**Exercise**
Copy each line of the data below with the word "DeserializeOwned".

**Dataset records**
//! Outlier capping using the interquartile range
//!
//! Only the upper tail is treated: values above `Q3 + 1.5 * IQR` are replaced
//! by that bound, everything else is left as-is.

use polars::prelude::*;

use crate::error::{PipelineError, Result};

/// Multiplier applied to the IQR to obtain the capping bound
pub const IQR_MULTIPLIER: f64 = 1.5;

/// Result of capping a single column
#[derive(Debug, Clone, PartialEq)]
pub struct CappedColumn {
    pub column: String,
    /// Upper bound computed on the column before capping
    pub upper_bound: f64,
    /// Number of values that were lowered to the bound
    pub capped: usize,
}

/// Quantile of pre-sorted values using linear interpolation between the two
/// closest ranks (position `q * (n - 1)`).
///
/// Returns `None` for an empty slice.
pub fn quantile(sorted: &[f64], q: f64) -> Option<f64> {
    if sorted.is_empty() {
        return None;
    }
    let pos = q.clamp(0.0, 1.0) * (sorted.len() - 1) as f64;
    let lower = pos.floor() as usize;
    let upper = pos.ceil() as usize;
    let frac = pos - lower as f64;
    Some(sorted[lower] + (sorted[upper] - sorted[lower]) * frac)
}

/// Upper capping bound `Q3 + 1.5 * IQR` for a set of values.
///
/// NaN values are ignored. Returns `None` when no finite value remains.
pub fn iqr_upper_bound(values: &[f64]) -> Option<f64> {
    let mut sorted: Vec<f64> = values.iter().copied().filter(|v| !v.is_nan()).collect();
    sorted.sort_by(|a, b| a.total_cmp(b));

    let q1 = quantile(&sorted, 0.25)?;
    let q3 = quantile(&sorted, 0.75)?;
    Some(q3 + IQR_MULTIPLIER * (q3 - q1))
}

/// Cap values at `bound`. Returns the capped values and how many changed.
pub fn cap_values(values: &[Option<f64>], bound: f64) -> (Vec<Option<f64>>, usize) {
    let mut capped = 0usize;
    let out = values
        .iter()
        .map(|v| match v {
            Some(x) if *x > bound => {
                capped += 1;
                Some(bound)
            }
            other => *other,
        })
        .collect();
    (out, capped)
}

/// Read a numeric column as `Option<f64>` values.
fn numeric_values(df: &DataFrame, column_name: &str) -> Result<Vec<Option<f64>>> {
    let column = df.column(column_name).map_err(|_| {
        PipelineError::SchemaMismatch(format!(
            "Outlier column '{}' not found in data",
            column_name
        ))
    })?;

    if !column.dtype().is_primitive_numeric() {
        return Err(PipelineError::SchemaMismatch(format!(
            "Outlier column '{}' must be numeric, found {}",
            column_name,
            column.dtype()
        )));
    }

    let float_col = column.cast(&DataType::Float64)?;
    Ok(float_col.f64()?.into_iter().collect())
}

/// Cap one column in place and report what happened.
pub fn cap_column(df: &mut DataFrame, column_name: &str) -> Result<CappedColumn> {
    let values = numeric_values(df, column_name)?;
    let present: Vec<f64> = values.iter().filter_map(|v| *v).collect();

    let Some(upper_bound) = iqr_upper_bound(&present) else {
        tracing::warn!(column = column_name, "column has no values, skipping outlier capping");
        return Ok(CappedColumn {
            column: column_name.to_string(),
            upper_bound: f64::NAN,
            capped: 0,
        });
    };

    let (capped_values, capped) = cap_values(&values, upper_bound);
    df.with_column(Series::new(column_name.into(), capped_values))?;

    tracing::debug!(column = column_name, upper_bound, capped, "outliers capped");

    Ok(CappedColumn {
        column: column_name.to_string(),
        upper_bound,
        capped,
    })
}

/// Cap upper outliers in each configured column.
///
/// Columns are rewritten as Float64. Fails on a missing or non-numeric column.
pub fn cap_outliers(mut df: DataFrame, outlier_columns: &[String]) -> Result<(DataFrame, Vec<CappedColumn>)> {
    tracing::info!("outlier removal initiated");

    let mut report = Vec::with_capacity(outlier_columns.len());
    for column_name in outlier_columns {
        report.push(cap_column(&mut df, column_name)?);
    }

    tracing::info!(shape = ?df.shape(), "all outliers have been capped");
    Ok((df, report))
}
//! Persistence of fitted artifacts
//!
//! Artifacts are pretty-printed JSON documents wrapped in a small envelope
//! recording what they are, so a transformer file is never read as a model.

use std::fs;
use std::path::Path;

use chrono::{DateTime, Utc};
use serde::de::DeserializeOwned;
use serde::{Deserialize, Serialize};

use crate::error::{PipelineError, Result};

/// What an artifact file contains
#[derive(Debug, Clone, Copy, PartialEq, Eq, Serialize, Deserialize)]
#[serde(rename_all = "snake_case")]
pub enum ArtifactKind {
    Transformer,
    Model,
}

impl std::fmt::Display for ArtifactKind {
    fn fmt(&self, f: &mut std::fmt::Formatter<'_>) -> std::fmt::Result {
        match self {
            ArtifactKind::Transformer => write!(f, "transformer"),
            ArtifactKind::Model => write!(f, "model"),
        }
    }
}

/// Envelope written around every artifact payload
#[derive(Debug, Clone, Serialize, Deserialize)]
pub struct Artifact<T> {
    pub kind: ArtifactKind,
    pub crate_version: String,
    pub created_at: DateTime<Utc>,
    pub payload: T,
}

/// Write `payload` to `path`, creating parent directories as needed.
///
/// An existing file is overwritten.
pub fn save_artifact<T: Serialize>(path: &Path, kind: ArtifactKind, payload: &T) -> Result<()> {
    if let Some(parent) = path.parent() {
        if !parent.as_os_str().is_empty() {
            fs::create_dir_all(parent).map_err(|e| {
                PipelineError::io(parent, format!("Failed to create directory: {}", e))
            })?;
        }
    }

    let artifact = Artifact {
        kind,
        crate_version: env!("CARGO_PKG_VERSION").to_string(),
        created_at: Utc::now(),
        payload,
    };

    let json = serde_json::to_string_pretty(&artifact)
        .map_err(|e| PipelineError::io(path, format!("Failed to serialize {}: {}", kind, e)))?;
    fs::write(path, json)
        .map_err(|e| PipelineError::io(path, format!("Failed to write {}: {}", kind, e)))?;

    tracing::info!(path = %path.display(), %kind, "artifact saved");
    Ok(())
}

/// Read an artifact envelope of the expected kind from `path`.
pub fn load_artifact<T: DeserializeOwned>(path: &Path, kind: ArtifactKind) -> Result<Artifact<T>> {
    let text = fs::read_to_string(path)
        .map_err(|e| PipelineError::io(path, format!("Failed to read {}: {}", kind, e)))?;

    // Check the kind first so a mixed-up path gets a clear message
    let header: ArtifactHeader = serde_json::from_str(&text)
        .map_err(|e| PipelineError::io(path, format!("Corrupt {} artifact: {}", kind, e)))?;
    if header.kind != kind {
        return Err(PipelineError::io(
            path,
            format!("Expected a {} artifact, found a {}", kind, header.kind),
        ));
    }

    let artifact: Artifact<T> = serde_json::from_str(&text)
        .map_err(|e| PipelineError::io(path, format!("Corrupt {} artifact: {}", kind, e)))?;

    tracing::debug!(
        path = %path.display(),
        %kind,
        version = %artifact.crate_version,
        created_at = %artifact.created_at,
        "artifact loaded"
    );
    Ok(artifact)
}

#[derive(Deserialize)]
struct ArtifactHeader {
    kind: ArtifactKind,
}

#[cfg(test)]
mod tests {
    use super::*;
    use tempfile::TempDir;

    #[test]
    fn test_save_creates_parent_directories() {
        let temp_dir = TempDir::new().unwrap();
        let path = temp_dir.path().join("nested").join("dir").join("a.json");

        save_artifact(&path, ArtifactKind::Model, &vec![1.0f64, 2.0]).unwrap();
        let loaded: Artifact<Vec<f64>> = load_artifact(&path, ArtifactKind::Model).unwrap();
        assert_eq!(loaded.payload, vec![1.0, 2.0]);
        assert_eq!(loaded.crate_version, env!("CARGO_PKG_VERSION"));
    }

    #[test]
    fn test_wrong_kind_is_rejected() {
        let temp_dir = TempDir::new().unwrap();
        let path = temp_dir.path().join("t.json");

        save_artifact(&path, ArtifactKind::Transformer, &"payload").unwrap();
        let err = load_artifact::<String>(&path, ArtifactKind::Model).unwrap_err();
        assert!(err.to_string().contains("Expected a model artifact"));
    }

    #[test]
    fn test_corrupt_file_is_io_error() {
        let temp_dir = TempDir::new().unwrap();
        let path = temp_dir.path().join("bad.json");
        fs::write(&path, "not json").unwrap();

        let err = load_artifact::<String>(&path, ArtifactKind::Model).unwrap_err();
        assert!(matches!(err, PipelineError::Io { .. }));
    }

    #[test]
    fn test_missing_file_is_io_error() {
        let err = load_artifact::<String>(Path::new("/nonexistent/m.json"), ArtifactKind::Model)
            .unwrap_err();
        assert!(matches!(err, PipelineError::Io { .. }));
    }
}
//! Training and artifact summaries rendered with comfy-table

use comfy_table::{presets::UTF8_FULL_CONDENSED, Attribute, Cell, CellAlignment, Color, Table};
use console::style;

use crate::model::ClassificationMetrics;
use crate::pipeline::{CappedColumn, FittedModel, FittedTransformer, TrainingOutcome, TrainingReport};

fn new_table(header: &[&str]) -> Table {
    let mut table = Table::new();
    table.load_preset(UTF8_FULL_CONDENSED);
    table.set_header(
        header
            .iter()
            .map(|h| Cell::new(h).add_attribute(Attribute::Bold))
            .collect::<Vec<_>>(),
    );
    table
}

fn metric_cell(value: f64) -> Cell {
    let color = if value >= 0.8 {
        Color::Green
    } else if value >= 0.6 {
        Color::Yellow
    } else {
        Color::Red
    };
    Cell::new(format!("{:.4}", value))
        .fg(color)
        .set_alignment(CellAlignment::Right)
}

fn print_section(icon: &str, title: &str, table: &Table) {
    println!();
    println!("    {} {}", style(icon).cyan(), style(title).white().bold());
    println!("    {}", style("─".repeat(50)).dim());
    println!();
    // Indent the table
    for line in table.to_string().lines() {
        println!("    {}", line);
    }
}

/// Train and test metrics side by side
pub fn metrics_table(report: &TrainingReport) -> Table {
    let mut table = new_table(&["Metric", "Train", "Test"]);
    let rows: [(&str, fn(&ClassificationMetrics) -> f64); 4] = [
        ("Accuracy", |m| m.accuracy),
        ("Precision", |m| m.precision),
        ("Recall", |m| m.recall),
        ("F1", |m| m.f1),
    ];
    for (name, get) in rows {
        table.add_row(vec![
            Cell::new(name),
            metric_cell(get(&report.train)),
            metric_cell(get(&report.test)),
        ]);
    }
    table.add_row(vec![
        Cell::new("Rows"),
        Cell::new(report.n_train).set_alignment(CellAlignment::Right),
        Cell::new(report.n_test).set_alignment(CellAlignment::Right),
    ]);
    table
}

/// Bound and number of capped values per outlier column
pub fn capping_table(capped: &[CappedColumn]) -> Table {
    let mut table = new_table(&["Column", "Upper bound", "Capped"]);
    for column in capped {
        let bound = if column.upper_bound.is_nan() {
            Cell::new("-")
        } else {
            Cell::new(format!("{:.4}", column.upper_bound))
        };
        table.add_row(vec![
            Cell::new(&column.column),
            bound.set_alignment(CellAlignment::Right),
            Cell::new(column.capped)
                .fg(if column.capped > 0 { Color::Yellow } else { Color::White })
                .set_alignment(CellAlignment::Right),
        ]);
    }
    table
}

/// Input features of a persisted transformer and what they expand to
pub fn transformer_table(transformer: &FittedTransformer) -> Table {
    let mut table = new_table(&["Feature", "Type", "Details"]);
    for (i, name) in transformer.partition.numeric.iter().enumerate() {
        table.add_row(vec![
            Cell::new(name),
            Cell::new("numeric").fg(Color::Cyan),
            Cell::new(format!(
                "min {} / max {}",
                transformer.scaler.data_min[i], transformer.scaler.data_max[i]
            )),
        ]);
    }
    for (i, name) in transformer.partition.nominal.iter().enumerate() {
        table.add_row(vec![
            Cell::new(name),
            Cell::new("nominal").fg(Color::Magenta),
            Cell::new(format!(
                "codes [{}] -> {} column(s)",
                transformer.encoder.categories[i].join(", "),
                transformer.encoder.output_width(i)
            )),
        ]);
    }
    table
}

/// Print the result of a full training run
pub fn display_training_outcome(outcome: &TrainingOutcome) {
    if !outcome.capped.is_empty() {
        print_section("✂️ ", "OUTLIER CAPPING", &capping_table(&outcome.capped));
    }

    let report = &outcome.report;
    print_section(
        "📋",
        &format!("{} METRICS", report.classifier.name().to_uppercase()),
        &metrics_table(report),
    );
    println!();
    println!(
        "      {} rows x {} columns ingested, {} features after transformation",
        style(outcome.raw_shape.0).yellow().bold(),
        style(outcome.raw_shape.1).yellow().bold(),
        style(report.n_features).yellow().bold()
    );
    println!(
        "      {}",
        style("Metrics describe the held-out evaluation; the saved model is refit on all rows.")
            .dim()
    );
}

/// Print what a persisted transformer and model contain
pub fn display_artifacts(transformer: &FittedTransformer, model: Option<&FittedModel>) {
    print_section("📐", "TRANSFORMER", &transformer_table(transformer));
    println!();
    println!(
        "      Target {}, {} output features",
        style(&transformer.target).cyan(),
        style(transformer.n_features_out()).yellow().bold()
    );

    if let Some(model) = model {
        println!();
        println!(
            "      Model {} fitted on {} rows",
            style(model.kind().name()).cyan().bold(),
            style(model.n_samples).yellow().bold()
        );
    }
}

**Completed exercise**
use serde::de::DeserializeOwned;
pub fn load_artifact<T: DeserializeOwned>(path: &Path, kind: ArtifactKind) -> Result<Artifact<T>> {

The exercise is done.